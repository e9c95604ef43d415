use directories::ProjectDirs;
use once_cell::sync::Lazy;
use serde::{Deserialize, Serialize};
use std::fs;
use std::path::PathBuf;
use std::sync::Mutex;
use std::time::Duration;
use tracing::{error, info};

const SETTINGS_FILENAME: &str = "ghostswitch_settings.json";
const SETTINGS_PATH_ENV: &str = "GHOSTSWITCH_CONFIG_PATH";
const IP_PROBE_URL_ENV: &str = "GHOSTSWITCH_IP_PROBE_URL";

pub const DEFAULT_TUNNEL_NAME: &str = "ghostswitch";
pub const DEFAULT_IP_PROBE_URL: &str = "https://api.ipify.org";
pub const DEFAULT_INSTALLER_URL: &str = crate::models::WINDOWS_INSTALLER_URL;

static SETTINGS_LOCK: Lazy<Mutex<()>> = Lazy::new(|| Mutex::new(()));

#[derive(Serialize, Deserialize, PartialEq, Clone, Debug)]
#[serde(default)]
pub struct ControllerSettings {
    pub tunnel_name: String,
    pub config_dir: Option<PathBuf>,
    pub log_dir: Option<PathBuf>,
    pub probe_timeout_secs: u64,
    pub action_timeout_secs: u64,
    pub install_timeout_secs: u64,
    pub backoff_millis: u64,
    pub verify_attempts: u32,
    pub verify_interval_millis: u64,
    pub public_ip_probe: bool,
    pub public_ip_url: String,
    pub installer_url: String,
}

impl Default for ControllerSettings {
    fn default() -> Self {
        Self {
            tunnel_name: DEFAULT_TUNNEL_NAME.to_string(),
            config_dir: None,
            log_dir: None,
            probe_timeout_secs: 5,
            action_timeout_secs: 30,
            install_timeout_secs: 180,
            backoff_millis: 1000,
            verify_attempts: 3,
            verify_interval_millis: 1000,
            public_ip_probe: true,
            public_ip_url: DEFAULT_IP_PROBE_URL.to_string(),
            installer_url: DEFAULT_INSTALLER_URL.to_string(),
        }
    }
}

impl ControllerSettings {
    pub fn probe_timeout(&self) -> Duration {
        Duration::from_secs(self.probe_timeout_secs)
    }

    pub fn action_timeout(&self) -> Duration {
        Duration::from_secs(self.action_timeout_secs)
    }

    pub fn install_timeout(&self) -> Duration {
        Duration::from_secs(self.install_timeout_secs)
    }

    pub fn backoff(&self) -> Duration {
        Duration::from_millis(self.backoff_millis)
    }

    pub fn verify_interval(&self) -> Duration {
        Duration::from_millis(self.verify_interval_millis)
    }

    /// Where the scripted elevation method writes its transcript.
    pub fn resolved_log_dir(&self) -> PathBuf {
        if let Some(ref dir) = self.log_dir {
            return dir.clone();
        }
        project_dirs()
            .map(|dirs| dirs.data_local_dir().join("logs"))
            .unwrap_or_else(std::env::temp_dir)
    }

    fn apply_env_overrides(&mut self) {
        if let Ok(url) = std::env::var(IP_PROBE_URL_ENV) {
            if !url.trim().is_empty() {
                self.public_ip_url = url;
            }
        }
    }
}

pub(crate) fn project_dirs() -> Option<ProjectDirs> {
    ProjectDirs::from("com", "ghostswitch", "GhostSwitch")
}

pub fn get_settings_path() -> PathBuf {
    if let Ok(path) = std::env::var(SETTINGS_PATH_ENV) {
        if !path.trim().is_empty() {
            return PathBuf::from(path);
        }
    }

    if let Some(proj_dirs) = project_dirs() {
        let config_dir = proj_dirs.config_dir();
        if !config_dir.exists() {
            let _ = fs::create_dir_all(config_dir);
        }
        return config_dir.join(SETTINGS_FILENAME);
    }

    std::env::current_dir()
        .unwrap_or_default()
        .join(SETTINGS_FILENAME)
}

fn load_settings_inner() -> ControllerSettings {
    let path = get_settings_path();
    let mut settings = match fs::read_to_string(&path) {
        Ok(contents) => match serde_json::from_str::<ControllerSettings>(&contents) {
            Ok(settings) => settings,
            Err(e) => {
                error!("Failed to parse settings at {:?}: {}", path, e);
                ControllerSettings::default()
            }
        },
        Err(e) if e.kind() == std::io::ErrorKind::NotFound => {
            info!("No settings file at {:?}; using defaults.", path);
            ControllerSettings::default()
        }
        Err(e) => {
            error!("Failed to read settings at {:?}: {}", path, e);
            ControllerSettings::default()
        }
    };

    settings.apply_env_overrides();
    settings
}

pub fn load_settings() -> ControllerSettings {
    let _guard = SETTINGS_LOCK.lock().unwrap_or_else(|e| e.into_inner());
    load_settings_inner()
}

pub fn save_settings(settings: &ControllerSettings) -> Result<(), crate::error::TunnelError> {
    let _guard = SETTINGS_LOCK.lock().unwrap_or_else(|e| e.into_inner());
    let path = get_settings_path();
    if let Some(parent) = path.parent() {
        fs::create_dir_all(parent)?;
    }
    let json = serde_json::to_string_pretty(settings)?;
    fs::write(&path, json)?;
    Ok(())
}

What you are asked to do:
Exactly as written above, copy every line.

Answer box:
repository e9c95604ef43d415
use directories::ProjectDirs;
use once_cell::sync::Lazy;
use serde::{Deserialize, Serialize};
use std::fs;
use std::path::PathBuf;
use std::sync::Mutex;
use std::time::Duration;
use tracing::{error, info};

const SETTINGS_FILENAME: &str = "ghostswitch_settings.json";
const SETTINGS_PATH_ENV: &str = "GHOSTSWITCH_CONFIG_PATH";
const IP_PROBE_URL_ENV: &str = "GHOSTSWITCH_IP_PROBE_URL";

pub const DEFAULT_TUNNEL_NAME: &str = "ghostswitch";
pub const DEFAULT_IP_PROBE_URL: &str = "https://api.ipify.org";
pub const DEFAULT_INSTALLER_URL: &str = crate::models::WINDOWS_INSTALLER_URL;

static SETTINGS_LOCK: Lazy<Mutex<()>> = Lazy::new(|| Mutex::new(()));

#[derive(Serialize, Deserialize, PartialEq, Clone, Debug)]
#[serde(default)]
pub struct ControllerSettings {
    pub tunnel_name: String,
    pub config_dir: Option<PathBuf>,
    pub log_dir: Option<PathBuf>,
    pub probe_timeout_secs: u64,
    pub action_timeout_secs: u64,
    pub install_timeout_secs: u64,
    pub backoff_millis: u64,
    pub verify_attempts: u32,
    pub verify_interval_millis: u64,
    pub public_ip_probe: bool,
    pub public_ip_url: String,
    pub installer_url: String,
}

impl Default for ControllerSettings {
    fn default() -> Self {
        Self {
            tunnel_name: DEFAULT_TUNNEL_NAME.to_string(),
            config_dir: None,
            log_dir: None,
            probe_timeout_secs: 5,
            action_timeout_secs: 30,
            install_timeout_secs: 180,
            backoff_millis: 1000,
            verify_attempts: 3,
            verify_interval_millis: 1000,
            public_ip_probe: true,
            public_ip_url: DEFAULT_IP_PROBE_URL.to_string(),
            installer_url: DEFAULT_INSTALLER_URL.to_string(),
        }
    }
}

impl ControllerSettings {
    pub fn probe_timeout(&self) -> Duration {
        Duration::from_secs(self.probe_timeout_secs)
    }

    pub fn action_timeout(&self) -> Duration {
        Duration::from_secs(self.action_timeout_secs)
    }

    pub fn install_timeout(&self) -> Duration {
        Duration::from_secs(self.install_timeout_secs)
    }

    pub fn backoff(&self) -> Duration {
        Duration::from_millis(self.backoff_millis)
    }

    pub fn verify_interval(&self) -> Duration {
        Duration::from_millis(self.verify_interval_millis)
    }

    /// Where the scripted elevation method writes its transcript.
    pub fn resolved_log_dir(&self) -> PathBuf {
        if let Some(ref dir) = self.log_dir {
            return dir.clone();
        }
        project_dirs()
            .map(|dirs| dirs.data_local_dir().join("logs"))
            .unwrap_or_else(std::env::temp_dir)
    }

    fn apply_env_overrides(&mut self) {
        if let Ok(url) = std::env::var(IP_PROBE_URL_ENV) {
            if !url.trim().is_empty() {
                self.public_ip_url = url;
            }
        }
    }
}

pub(crate) fn project_dirs() -> Option<ProjectDirs> {
    ProjectDirs::from("com", "ghostswitch", "GhostSwitch")
}

pub fn get_settings_path() -> PathBuf {
    if let Ok(path) = std::env::var(SETTINGS_PATH_ENV) {
        if !path.trim().is_empty() {
            return PathBuf::from(path);
        }
    }

    if let Some(proj_dirs) = project_dirs() {
        let config_dir = proj_dirs.config_dir();
        if !config_dir.exists() {
            let _ = fs::create_dir_all(config_dir);
        }
        return config_dir.join(SETTINGS_FILENAME);
    }

    std::env::current_dir()
        .unwrap_or_default()
        .join(SETTINGS_FILENAME)
}

fn load_settings_inner() -> ControllerSettings {
    let path = get_settings_path();
    let mut settings = match fs::read_to_string(&path) {
        Ok(contents) => match serde_json::from_str::<ControllerSettings>(&contents) {
            Ok(settings) => settings,
            Err(e) => {
                error!("Failed to parse settings at {:?}: {}", path, e);
                ControllerSettings::default()
            }
        },
        Err(e) if e.kind() == std::io::ErrorKind::NotFound => {
            info!("No settings file at {:?}; using defaults.", path);
            ControllerSettings::default()
        }
        Err(e) => {
            error!("Failed to read settings at {:?}: {}", path, e);
            ControllerSettings::default()
        }
    };

    settings.apply_env_overrides();
    settings
}

pub fn load_settings() -> ControllerSettings {
    let _guard = SETTINGS_LOCK.lock().unwrap_or_else(|e| e.into_inner());
    load_settings_inner()
}

pub fn save_settings(settings: &ControllerSettings) -> Result<(), crate::error::TunnelError> {
    let _guard = SETTINGS_LOCK.lock().unwrap_or_else(|e| e.into_inner());
    let path = get_settings_path();
    if let Some(parent) = path.parent() {
        fs::create_dir_all(parent)?;
    }
    let json = serde_json::to_string_pretty(settings)?;
    fs::write(&path, json)?;
    Ok(())
}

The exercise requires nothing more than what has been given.